CHARITY MAJORS: Yeah. Because the cost of finding and fixing bugs goes up exponentially from the moment that they're written. If you don't find it shortly after you've deployed it, it's probably not going to be you who finds the problem. It's going to be a user or a customer or another engineer at some point down the line, months, years, never.

And so finding that feedback loop and making it fast, it just-- and it's what makes engineering fun, is having this constant conversation with your code, just being able to move fast with so much confidence. The whole debate about, should we deploy on Fridays or not, that speaks of so much fear to me, just this fear of, so often, we deploy things and we have no idea if they work or not. We don't know what's going to pages. We are not confident that this worked.

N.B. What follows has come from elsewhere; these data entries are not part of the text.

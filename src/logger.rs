use tracing_subscriber::{EnvFilter, fmt};

/// 初始化日志系统
///
/// 支持通过 RUST_LOG 环境变量控制日志级别
/// 默认级别: warn（verbose 模式下为 debug）
///
/// 日志写入 stderr，避免与测试进度输出混在一起。
///
/// 示例:
/// - RUST_LOG=functest=debug functest -t all
pub fn init_logger(verbose: bool) {
    let default_level = if verbose { "debug" } else { "warn" };
    let filter =
        EnvFilter::try_from_default_env().unwrap_or_else(|_| EnvFilter::new(default_level));

    // try_init: 重复初始化（例如在测试中）时不 panic
    let _ = fmt()
        .with_env_filter(filter)
        .with_writer(std::io::stderr)
        .with_target(true)
        .with_thread_ids(false)
        .with_file(false)
        .with_line_number(false)
        .try_init();

    tracing::debug!("Logger initialized");
}
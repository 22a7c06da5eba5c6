mod cli;

use clap::Parser;
use cli::Cli;
use colored::Colorize;
use std::process;

#[tokio::main]
async fn main() {
    let cli = Cli::parse();

    // 初始化日志系统
    functest::logger::init_logger(cli.verbose);

    let code = match cli::run(cli).await {
        Ok(true) => 0,
        Ok(false) => 1,
        Err(e) => {
            eprintln!("{} {:#}", "error:".red().bold(), e);
            1
        }
    };

    // Exit directly: a timed-out test may still occupy a blocking thread,
    // which would otherwise hold up runtime shutdown.
    process::exit(code);
}
use chrono::{DateTime, Local};
use std::time::Duration;

/// 日志与控制台共用的分隔线宽度
pub const LOG_SEPARATOR_WIDTH: usize = 50;

/// 控制台摘要分隔线宽度
pub const CONSOLE_SEPARATOR_WIDTH: usize = 60;

/// 以两位小数的秒数展示耗时，例如 `1.25s`
pub fn format_duration(duration: Duration) -> String {
    format!("{:.2}s", duration.as_secs_f64())
}

/// 测试日志文件的头尾格式
pub struct LogFormatter;

impl LogFormatter {
    pub fn separator() -> String {
        "=".repeat(LOG_SEPARATOR_WIDTH)
    }

    /// `Starting <name> test at <YYYY-MM-DD HH:MM:SS>` + 分隔线
    pub fn header(name: &str, started_at: DateTime<Local>) -> String {
        format!(
            "Starting {} test at {}\n{}\n",
            name,
            started_at.format("%Y-%m-%d %H:%M:%S"),
            Self::separator()
        )
    }

    /// 失败消息块；verbose 时附带诊断信息
    pub fn failure(message: &str, trace: Option<&str>) -> String {
        let mut block = format!("\n{}\n", message);
        if let Some(trace) = trace {
            block.push_str(trace);
            if !trace.ends_with('\n') {
                block.push('\n');
            }
        }
        block
    }

    pub fn trailer(success: bool, duration: Duration) -> String {
        format!(
            "\n{}\nTest completed: {}\nDuration: {}\n",
            Self::separator(),
            if success { "SUCCESS" } else { "FAILED" },
            format_duration(duration)
        )
    }
}
pub mod capture;
pub mod executor;
pub mod orchestrator;
pub mod reporter;
pub mod types;

pub use capture::{CaptureHandle, CaptureSink};
pub use executor::{ExecutorOptions, TestExecutor};
pub use orchestrator::{Orchestrator, Selection};
pub use reporter::{TestReporter, summarize};
pub use types::{RunMode, RunOutcome, RunReport, TestResult, TestSummary};
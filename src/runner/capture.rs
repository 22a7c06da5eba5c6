use fs2::FileExt;
use std::fs::{File, OpenOptions};
use std::io::{self, BufWriter, Write};
use std::path::{Path, PathBuf};
use std::sync::{Arc, Mutex, MutexGuard};

/// Dual-destination writer for one test run.
///
/// Every write goes to the log file first (and is flushed immediately), then
/// to the in-memory buffer. A write that fails on the file never reaches the
/// buffer, so the two stay byte-identical for the life of the run.
///
/// # Failures
/// The first failed write or flush is recorded and returned by every later
/// write. Bytes it left in the write buffer are discarded and the file is
/// truncated back to the last complete write.
///
/// # Locking
/// The log file is held under an exclusive advisory lock (`fs2`) from `open`
/// until `close`. A second run targeting the same log fails to open.
pub struct CaptureSink {
    path: PathBuf,
    file: Option<BufWriter<File>>,
    buffer: Vec<u8>,
    /// 文件中已完整写入的长度（头部 + buffer）
    committed: u64,
    failure: Option<(io::ErrorKind, String)>,
}

impl CaptureSink {
    /// Open `path` in append mode with a write buffer of `buffer_size` bytes.
    pub fn open<P: AsRef<Path>>(path: P, buffer_size: usize) -> io::Result<Self> {
        let path = path.as_ref().to_path_buf();
        let file = OpenOptions::new().create(true).append(true).open(&path)?;

        file.try_lock_exclusive().map_err(|e| {
            io::Error::new(
                e.kind(),
                format!("log file {} is locked by another run: {}", path.display(), e),
            )
        })?;
        let committed = file.metadata()?.len();

        Ok(Self {
            path,
            file: Some(BufWriter::with_capacity(buffer_size.max(1), file)),
            buffer: Vec::new(),
            committed,
            failure: None,
        })
    }

    pub fn path(&self) -> &Path {
        &self.path
    }

    pub fn is_closed(&self) -> bool {
        self.file.is_none()
    }

    /// Everything captured so far, lossily decoded.
    pub fn captured(&self) -> String {
        String::from_utf8_lossy(&self.buffer).into_owned()
    }

    /// The first log write error of this run, if any.
    pub fn failure(&self) -> Option<String> {
        self.failure.as_ref().map(|(_, msg)| msg.clone())
    }

    /// Flush, unlock and drop the file handle. Idempotent.
    pub fn close(&mut self) -> io::Result<()> {
        let Some(mut writer) = self.file.take() else {
            return Ok(());
        };

        let flushed = writer.flush();
        let unlocked = FileExt::unlock(writer.get_ref());
        drop(writer);

        flushed.and(unlocked)
    }

    fn writer(&mut self) -> io::Result<&mut BufWriter<File>> {
        self.file.as_mut().ok_or_else(|| {
            io::Error::new(io::ErrorKind::BrokenPipe, "capture sink is closed")
        })
    }

    fn check_failed(&self) -> io::Result<()> {
        match &self.failure {
            Some((kind, msg)) => Err(io::Error::new(*kind, msg.clone())),
            None => Ok(()),
        }
    }

    /// Record `err`, drop unflushed bytes and cut the file back to `committed`.
    fn fail(&mut self, err: &io::Error) {
        if self.failure.is_none() {
            self.failure = Some((err.kind(), err.to_string()));
        }

        if let Some(writer) = self.file.take() {
            let capacity = writer.capacity();
            let (file, _unflushed) = writer.into_parts();
            if let Err(e) = file.set_len(self.committed) {
                tracing::warn!("Cannot roll back {}: {}", self.path.display(), e);
            }
            self.file = Some(BufWriter::with_capacity(capacity, file));
        }
    }
}

impl Write for CaptureSink {
    fn write(&mut self, buf: &[u8]) -> io::Result<usize> {
        self.check_failed()?;
        let writer = self.writer()?;

        match writer.write_all(buf).and_then(|()| writer.flush()) {
            Ok(()) => {
                self.committed += buf.len() as u64;
                self.buffer.extend_from_slice(buf);
                Ok(buf.len())
            }
            Err(e) => {
                self.fail(&e);
                Err(e)
            }
        }
    }

    fn flush(&mut self) -> io::Result<()> {
        self.check_failed()?;
        if let Err(e) = self.writer()?.flush() {
            self.fail(&e);
            return Err(e);
        }
        Ok(())
    }
}

impl Drop for CaptureSink {
    fn drop(&mut self) {
        if let Err(e) = self.close() {
            tracing::warn!("Failed to close capture sink {}: {}", self.path.display(), e);
        }
    }
}

/// Shared handle to a [`CaptureSink`].
///
/// The executor keeps one clone so it can close the sink even while a test
/// unit still holds another (e.g. after a timeout).
#[derive(Clone)]
pub struct CaptureHandle {
    inner: Arc<Mutex<CaptureSink>>,
}

impl CaptureHandle {
    pub fn new(sink: CaptureSink) -> Self {
        Self {
            inner: Arc::new(Mutex::new(sink)),
        }
    }

    /// 关闭底层文件；之后的写入都会失败
    pub fn close(&self) -> io::Result<()> {
        self.lock_ignoring_poison().close()
    }

    pub fn is_closed(&self) -> bool {
        self.lock_ignoring_poison().is_closed()
    }

    pub fn captured(&self) -> String {
        self.lock_ignoring_poison().captured()
    }

    pub fn failure(&self) -> Option<String> {
        self.lock_ignoring_poison().failure()
    }

    fn lock(&self) -> io::Result<MutexGuard<'_, CaptureSink>> {
        self.inner
            .lock()
            .map_err(|_| io::Error::other("capture sink lock poisoned"))
    }

    // The sink's state is valid even if a writer panicked mid-call, since a
    // write only touches the buffer after the file write succeeded.
    fn lock_ignoring_poison(&self) -> MutexGuard<'_, CaptureSink> {
        self.inner.lock().unwrap_or_else(|poisoned| poisoned.into_inner())
    }
}

impl Write for CaptureHandle {
    fn write(&mut self, buf: &[u8]) -> io::Result<usize> {
        self.lock()?.write(buf)
    }

    fn flush(&mut self) -> io::Result<()> {
        self.lock()?.flush()
    }
}
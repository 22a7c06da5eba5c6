use crate::unit::types::{RunContext, TestUnit, UnitError};
use serde::Deserialize;
use std::collections::BTreeMap;
use std::io::{BufRead, BufReader, Read, Write};
use std::path::PathBuf;
use std::process::{Child, Command, ExitStatus, Stdio};
use std::sync::mpsc::{self, RecvTimeoutError};
use std::thread;
use std::time::Duration;
use tracing::debug;

// How often the output loop checks for cancellation while the child is quiet.
const POLL_INTERVAL: Duration = Duration::from_millis(50);

/// `[[tests]]` 配置项：以外部进程运行的测试
#[derive(Debug, Clone, Deserialize, PartialEq, Eq)]
pub struct CommandSpec {
    /// 测试名称（注册表键）
    pub name: String,

    /// 可执行程序
    pub command: String,

    #[serde(default)]
    pub args: Vec<String>,

    /// 额外环境变量
    #[serde(default)]
    pub env: BTreeMap<String, String>,

    /// 工作目录
    #[serde(default)]
    pub cwd: Option<PathBuf>,
}

impl CommandSpec {
    /// 用于展示的命令行
    pub fn command_line(&self) -> String {
        std::iter::once(self.command.as_str())
            .chain(self.args.iter().map(String::as_str))
            .collect::<Vec<_>>()
            .join(" ")
    }
}

/// Runs an external program and streams its stdout/stderr into the run's sink.
///
/// Exit status 0 is success, any other code becomes [`UnitError::Exit`].
/// The child is killed if the executor cancels the run or the sink stops
/// accepting writes.
pub struct CommandUnit {
    spec: CommandSpec,
}

impl CommandUnit {
    pub fn new(spec: CommandSpec) -> Self {
        Self { spec }
    }

    fn spawn(&self) -> Result<Child, UnitError> {
        let mut command = Command::new(&self.spec.command);
        command
            .args(&self.spec.args)
            .envs(&self.spec.env)
            .stdin(Stdio::null())
            .stdout(Stdio::piped())
            .stderr(Stdio::piped());

        if let Some(cwd) = &self.spec.cwd {
            command.current_dir(cwd);
        }

        command.spawn().map_err(|e| {
            UnitError::failed(format!(
                "failed to spawn `{}`: {}",
                self.spec.command_line(),
                e
            ))
        })
    }

    /// Forward output chunks until both pipes close.
    fn pump(&self, child: &mut Child, ctx: &mut RunContext) -> Result<(), UnitError> {
        let (tx, rx) = mpsc::channel::<Vec<u8>>();

        if let Some(stdout) = child.stdout.take() {
            spawn_reader(stdout, tx.clone());
        }
        if let Some(stderr) = child.stderr.take() {
            spawn_reader(stderr, tx.clone());
        }
        drop(tx);

        loop {
            if ctx.is_cancelled() {
                return Err(UnitError::failed("run cancelled"));
            }

            match rx.recv_timeout(POLL_INTERVAL) {
                Ok(chunk) => ctx.write_all(&chunk)?,
                Err(RecvTimeoutError::Timeout) => {}
                Err(RecvTimeoutError::Disconnected) => return Ok(()),
            }
        }
    }
}

impl TestUnit for CommandUnit {
    fn run(&mut self, ctx: &mut RunContext) -> Result<(), UnitError> {
        debug!("Spawning `{}` for {}", self.spec.command_line(), ctx.name());
        let mut child = self.spawn()?;

        let status = self
            .pump(&mut child, ctx)
            .and_then(|()| wait_or_cancel(&mut child, ctx));

        match status {
            Ok(status) => exit_status_to_result(status),
            Err(e) => {
                // 不留下孤儿进程
                let _ = child.kill();
                let _ = child.wait();
                Err(e)
            }
        }
    }
}

/// Wait for the child to exit, giving up once the run is cancelled.
///
/// The pipes may already be closed while the process keeps running, so the
/// exit is polled rather than waited on.
fn wait_or_cancel(child: &mut Child, ctx: &RunContext) -> Result<ExitStatus, UnitError> {
    loop {
        if let Some(status) = child.try_wait()? {
            return Ok(status);
        }
        if ctx.is_cancelled() {
            return Err(UnitError::failed("run cancelled"));
        }
        thread::sleep(POLL_INTERVAL);
    }
}

fn spawn_reader<R: Read + Send + 'static>(stream: R, tx: mpsc::Sender<Vec<u8>>) {
    thread::spawn(move || {
        let mut reader = BufReader::new(stream);
        loop {
            let mut line = Vec::new();
            match reader.read_until(b'\n', &mut line) {
                Ok(0) | Err(_) => break,
                Ok(_) => {
                    if tx.send(line).is_err() {
                        break;
                    }
                }
            }
        }
    });
}

fn exit_status_to_result(status: ExitStatus) -> Result<(), UnitError> {
    match status.code() {
        Some(0) => Ok(()),
        Some(code) => Err(UnitError::Exit(code)),
        None => Err(UnitError::failed(signal_message(status))),
    }
}

#[cfg(unix)]
fn signal_message(status: ExitStatus) -> String {
    use std::os::unix::process::ExitStatusExt;
    match status.signal() {
        Some(signal) => format!("process terminated by signal {}", signal),
        None => format!("process terminated abnormally: {}", status),
    }
}

#[cfg(not(unix))]
fn signal_message(status: ExitStatus) -> String {
    format!("process terminated abnormally: {}", status)
}
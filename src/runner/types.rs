use std::path::PathBuf;
use std::time::Duration;

/// 单个测试运行的归一化结果
#[derive(Debug, Clone, PartialEq, Eq)]
pub enum RunOutcome {
    Success,
    FailedWithFault(String),
    FailedWithExitCode(i32),
    TimedOut(Duration),
}

impl RunOutcome {
    pub fn is_success(&self) -> bool {
        matches!(self, RunOutcome::Success)
    }

    /// 失败时展示给用户的消息；成功时为 None
    pub fn message(&self) -> Option<String> {
        match self {
            RunOutcome::Success => None,
            RunOutcome::FailedWithFault(msg) => Some(msg.clone()),
            RunOutcome::FailedWithExitCode(code) => Some(format!("Test exited with code: {}", code)),
            RunOutcome::TimedOut(limit) => Some(format!(
                "Test timed out after {:.2}s",
                limit.as_secs_f64()
            )),
        }
    }
}

/// 单个测试的执行结果
#[derive(Debug, Clone)]
pub struct TestResult {
    /// 测试名称（注册表键）
    pub name: String,

    /// 是否成功
    pub success: bool,

    /// 执行耗时（构造测试单元之前到结果归一化之后）
    pub duration: Duration,

    /// 错误消息（如果失败）
    pub error: Option<String>,

    /// 日志文件路径
    pub log_path: PathBuf,

    /// 运行期间捕获的输出
    pub output: String,
}

impl TestResult {
    pub fn from_outcome(
        name: String,
        outcome: &RunOutcome,
        duration: Duration,
        log_path: PathBuf,
        output: String,
    ) -> Self {
        Self {
            name,
            success: outcome.is_success(),
            duration,
            error: outcome.message(),
            log_path,
            output,
        }
    }

    pub fn failed(name: String, error: String, duration: Duration, log_path: PathBuf) -> Self {
        Self {
            name,
            success: false,
            duration,
            error: Some(error),
            log_path,
            output: String::new(),
        }
    }
}

/// 运行模式，由请求的测试数量决定
#[derive(Debug, Clone, Copy, PartialEq, Eq)]
pub enum RunMode {
    Single,
    Multi,
}

/// 一次编排运行的输出
#[derive(Debug, Clone)]
pub struct RunReport {
    pub mode: RunMode,

    /// 执行顺序的结果
    pub results: Vec<TestResult>,

    /// 因提前停止而未执行的测试
    pub not_run: Vec<String>,

    /// 整体耗时（包含编排开销）
    pub overall_duration: Duration,
}

impl RunReport {
    pub fn all_passed(&self) -> bool {
        self.results.iter().all(|r| r.success)
    }
}

/// 测试摘要
#[derive(Debug, Clone)]
pub struct TestSummary<'a> {
    pub total: usize,
    pub passed: Vec<&'a TestResult>,
    pub failed: Vec<&'a TestResult>,
    pub overall_duration: Duration,
}

impl<'a> TestSummary<'a> {
    pub fn from_results(results: &'a [TestResult], overall_duration: Duration) -> Self {
        let (passed, failed): (Vec<_>, Vec<_>) = results.iter().partition(|r| r.success);

        Self {
            total: results.len(),
            passed,
            failed,
            overall_duration,
        }
    }

    pub fn all_passed(&self) -> bool {
        self.failed.is_empty()
    }
}
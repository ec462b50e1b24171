// Headless display - Prints one status line per state change

use crate::sequencer::format::{format_session_time, status_line};
use crate::sequencer::{CuePlayer, Sequencer};
use std::cell::RefCell;
use std::io::{self, Write};
use std::rc::Rc;
use std::time::Instant;

/// Run one session to completion, writing status lines to `out`
///
/// Returns the number of ticks delivered by the clock. With looping enabled
/// the session only ends when `out` fails.
pub fn run_headless<P, W>(sequencer: &mut Sequencer<P>, out: W) -> io::Result<u64>
where
    P: CuePlayer,
    W: Write + 'static,
{
    let out = Rc::new(RefCell::new(out));
    let write_error: Rc<RefCell<Option<io::Error>>> = Rc::new(RefCell::new(None));

    writeln!(
        out.borrow_mut(),
        "session time {}",
        format_session_time(sequencer.projection().total_session_ticks)
    )?;

    let id = {
        let out = Rc::clone(&out);
        let write_error = Rc::clone(&write_error);
        let mut last_line = String::new();
        sequencer.subscribe(move |projection| {
            let line = status_line(projection);
            if line == last_line || write_error.borrow().is_some() {
                return;
            }
            if let Err(e) = writeln!(out.borrow_mut(), "{}", line) {
                *write_error.borrow_mut() = Some(e);
            }
            last_line = line;
        })
    };

    sequencer.start();
    let mut ticks = 0u64;
    while sequencer.is_running() {
        if write_error.borrow().is_some() {
            sequencer.stop();
            break;
        }
        if let Some(wait) = sequencer.next_tick_in(Instant::now()) {
            std::thread::sleep(wait);
        }
        ticks += sequencer.pump(Instant::now()) as u64;
    }

    sequencer.unsubscribe(id);
    tracing::info!(ticks, "Headless session ended");

    match write_error.borrow_mut().take() {
        Some(e) => Err(e),
        None => Ok(ticks),
    }
}

#[cfg(test)]
mod tests {
    use super::*;
    use crate::config::{Configuration, PhaseDurations};
    use crate::sequencer::TickClock;
    use std::sync::{Arc, Mutex};
    use std::time::Duration;

    /// Writer whose contents stay readable after it is moved into the run
    #[derive(Clone, Default)]
    struct SharedBuffer(Arc<Mutex<Vec<u8>>>);

    impl Write for SharedBuffer {
        fn write(&mut self, buf: &[u8]) -> io::Result<usize> {
            self.0.lock().unwrap().extend_from_slice(buf);
            Ok(buf.len())
        }

        fn flush(&mut self) -> io::Result<()> {
            Ok(())
        }
    }

    struct FailingWriter;

    impl Write for FailingWriter {
        fn write(&mut self, _buf: &[u8]) -> io::Result<usize> {
            Err(io::Error::new(io::ErrorKind::BrokenPipe, "closed"))
        }

        fn flush(&mut self) -> io::Result<()> {
            Ok(())
        }
    }

    fn short_program() -> Configuration {
        Configuration {
            timing: PhaseDurations::uniform(1),
            repeat_count_per_step: 1,
            audio_enabled: false,
            ..Configuration::default()
        }
    }

    #[test]
    fn test_headless_runs_program_to_completion() {
        let mut sequencer = Sequencer::new(short_program())
            .with_clock(TickClock::new(Duration::from_millis(1)));
        let buffer = SharedBuffer::default();

        let ticks = run_headless(&mut sequencer, buffer.clone()).unwrap();

        assert!(!sequencer.is_running());
        assert_eq!(sequencer.subscriber_count(), 0);
        assert!(ticks > 0);

        let text = String::from_utf8(buffer.0.lock().unwrap().clone()).unwrap();
        let mut lines = text.lines();
        assert_eq!(lines.next(), Some("session time 0.6 minutes"));
        assert!(text.contains("sequence 1/9"));
        assert!(text.contains("sequence 9/9"));
        assert!(text.trim_end().ends_with("idle - session time 0.6 minutes"));
    }

    #[test]
    fn test_headless_reports_write_failure() {
        let mut sequencer = Sequencer::new(short_program());
        let result = run_headless(&mut sequencer, FailingWriter);

        assert!(result.is_err());
        assert!(!sequencer.is_running());
    }
}
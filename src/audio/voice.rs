// Cue voice - Resampled playback of a single cue buffer

use crate::audio::CueSample;
use crate::messaging::command::Command;
use std::sync::Arc;

/// Rate that stretches a buffer of `buffer_secs` over a phase of `phase_secs`
///
/// A 4 s asset in a 10 s phase plays at 0.4, so the cue ends with the phase.
pub fn playback_rate_for(buffer_secs: f64, phase_secs: f64) -> f64 {
    let rate = buffer_secs / phase_secs;
    if rate.is_finite() && rate > 0.0 {
        rate
    } else {
        1.0
    }
}

pub struct CueVoice {
    sample: Arc<CueSample>,
    position: f64,
    step: f64,
}

impl CueVoice {
    pub fn new(sample: Arc<CueSample>, playback_rate: f64, output_sample_rate: f32) -> Self {
        let output_rate = f64::from(output_sample_rate).max(1.0);
        let step = playback_rate * f64::from(sample.sample_rate) / output_rate;
        Self {
            sample,
            position: 0.0,
            step,
        }
    }

    pub fn name(&self) -> &str {
        &self.sample.name
    }

    pub fn is_finished(&self) -> bool {
        self.position >= self.sample.samples.len() as f64
    }

    /// Next output sample, linear interpolation between source frames
    pub fn next_sample(&mut self) -> f32 {
        if self.is_finished() {
            return 0.0;
        }

        let data = &self.sample.samples;
        let index = self.position as usize;
        let fraction = self.position.fract() as f32;

        let current = data.get(index).copied().unwrap_or(0.0);
        let next = data.get(index + 1).copied().unwrap_or(0.0);

        self.position += self.step;
        current + (next - current) * fraction
    }
}

/// At most one cue sounds at a time; a new cue replaces the previous one
pub struct CuePlayback {
    voice: Option<CueVoice>,
    output_sample_rate: f32,
}

impl CuePlayback {
    pub fn new(output_sample_rate: f32) -> Self {
        Self {
            voice: None,
            output_sample_rate,
        }
    }

    pub fn handle_command(&mut self, command: Command) {
        match command {
            Command::PlayCue {
                sample,
                playback_rate,
            } => {
                self.voice = Some(CueVoice::new(
                    sample,
                    playback_rate,
                    self.output_sample_rate,
                ));
            }
            Command::StopCue => self.voice = None,
        }
    }

    pub fn is_playing(&self) -> bool {
        self.voice.is_some()
    }

    pub fn current_cue(&self) -> Option<&str> {
        self.voice.as_ref().map(CueVoice::name)
    }

    pub fn next_sample(&mut self) -> f32 {
        let Some(voice) = self.voice.as_mut() else {
            return 0.0;
        };

        let value = voice.next_sample();
        if voice.is_finished() {
            self.voice = None;
        }
        value
    }
}

#[cfg(test)]
mod tests {
    use super::*;

    fn ramp(len: usize, sample_rate: u32) -> Arc<CueSample> {
        let samples = (0..len).map(|i| i as f32 / len as f32).collect();
        Arc::new(CueSample::new("ramp", samples, sample_rate))
    }

    #[test]
    fn test_playback_rate_stretches_to_phase() {
        assert!((playback_rate_for(4.0, 10.0) - 0.4).abs() < 1e-12);
        assert!((playback_rate_for(10.0, 5.0) - 2.0).abs() < 1e-12);
    }

    #[test]
    fn test_playback_rate_degenerate_inputs() {
        assert_eq!(playback_rate_for(4.0, 0.0), 1.0);
        assert_eq!(playback_rate_for(0.0, 10.0), 1.0);
        assert_eq!(playback_rate_for(f64::NAN, 10.0), 1.0);
    }

    #[test]
    fn test_voice_duration_follows_rate() {
        // 100 frames at rate 0.5 and equal sample rates -> 200 output samples
        let mut voice = CueVoice::new(ramp(100, 48_000), 0.5, 48_000.0);
        let mut produced = 0;
        while !voice.is_finished() {
            voice.next_sample();
            produced += 1;
        }
        assert_eq!(produced, 200);
    }

    #[test]
    fn test_voice_accounts_for_sample_rate_mismatch() {
        // 24 kHz source on a 48 kHz device at rate 1.0 -> twice as many samples
        let mut voice = CueVoice::new(ramp(50, 24_000), 1.0, 48_000.0);
        let mut produced = 0;
        while !voice.is_finished() {
            voice.next_sample();
            produced += 1;
        }
        assert_eq!(produced, 100);
    }

    #[test]
    fn test_voice_interpolates() {
        let sample = Arc::new(CueSample::new("two", vec![0.0, 1.0], 1000));
        let mut voice = CueVoice::new(sample, 0.5, 1000.0);
        assert_eq!(voice.next_sample(), 0.0);
        assert!((voice.next_sample() - 0.5).abs() < 1e-6);
        assert!((voice.next_sample() - 1.0).abs() < 1e-6);
    }

    #[test]
    fn test_new_cue_replaces_current() {
        let mut playback = CuePlayback::new(48_000.0);
        playback.handle_command(Command::PlayCue {
            sample: Arc::new(CueSample::new("nose-in", vec![0.1; 10], 48_000)),
            playback_rate: 1.0,
        });
        playback.handle_command(Command::PlayCue {
            sample: Arc::new(CueSample::new("mouth-out", vec![0.2; 10], 48_000)),
            playback_rate: 1.0,
        });

        assert_eq!(playback.current_cue(), Some("mouth-out"));
        assert!((playback.next_sample() - 0.2).abs() < 1e-6);
    }

    #[test]
    fn test_stop_silences_immediately() {
        let mut playback = CuePlayback::new(48_000.0);
        playback.handle_command(Command::PlayCue {
            sample: ramp(10, 48_000),
            playback_rate: 1.0,
        });
        playback.handle_command(Command::StopCue);

        assert!(!playback.is_playing());
        assert_eq!(playback.next_sample(), 0.0);
    }

    #[test]
    fn test_voice_released_when_finished() {
        let mut playback = CuePlayback::new(1000.0);
        playback.handle_command(Command::PlayCue {
            sample: Arc::new(CueSample::new("short", vec![0.5, 0.5], 1000)),
            playback_rate: 1.0,
        });

        playback.next_sample();
        assert!(playback.is_playing());
        playback.next_sample();
        assert!(!playback.is_playing());
    }
}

And of course you aren't confident, because all they have are aggregates and random exemplars. They can't actually see what they deployed and how it's different from before they deployed. Of course they're not confident. So I think it's really just like-- it's a sea change in how we think about building and shipping our code.

KASLIN FIELDS: So it feels like this observability 2.0 concept is really about being an engineer who is just fascinated with your code, and you're excited to learn about how it works when it's out there in the field. And if you have the ability, the tooling, where you can do something and then just go and ask questions about it, I feel like everyone's asking those questions, but you usually can't see the answers.

CHARITY MAJORS: Exactly. Not only that, but you're used to getting punished for your curiosity. I remember when we put a new engineer on call and they start out curious, they're like, what is this? What is this? And you're just like, oh, grasshopper, don't pick up that rock.

[LAUGHTER]

It's going to take you on a long and winding road. It's going to be five days later, you're not going to have gotten anything done. Just don't even look at it, you know? Well, that sucks.

KASLIN FIELDS: And you're going to end up in all of these weird places and it's just going to be pain and suffering.

CHARITY MAJORS: Because it's so true that right now, everyone's distributed systems are broken in so many ways. Like, so many ways. One of the most entertaining things is like, we'll often do these POCs with prospects. And without fail, we'll be pairing with them, writing instrumentation or something. And our sales engineers will start going, well, what's that? Are you about-- is something wrong over here? Five minutes later, someone gets paged and they're like, how did you do that?

Or sometimes, they'll be like-- they're like, ah, we have to stop and fix all these things. And our sales engineers would just be like, oh, no, we're never going to get through the POC if we don't just get through this. They've been broken for a long time, trust me. It's just that you never had the ability to see it. And it's so satisfying. It's so satisfying, and it's so nice to feel confident about your work.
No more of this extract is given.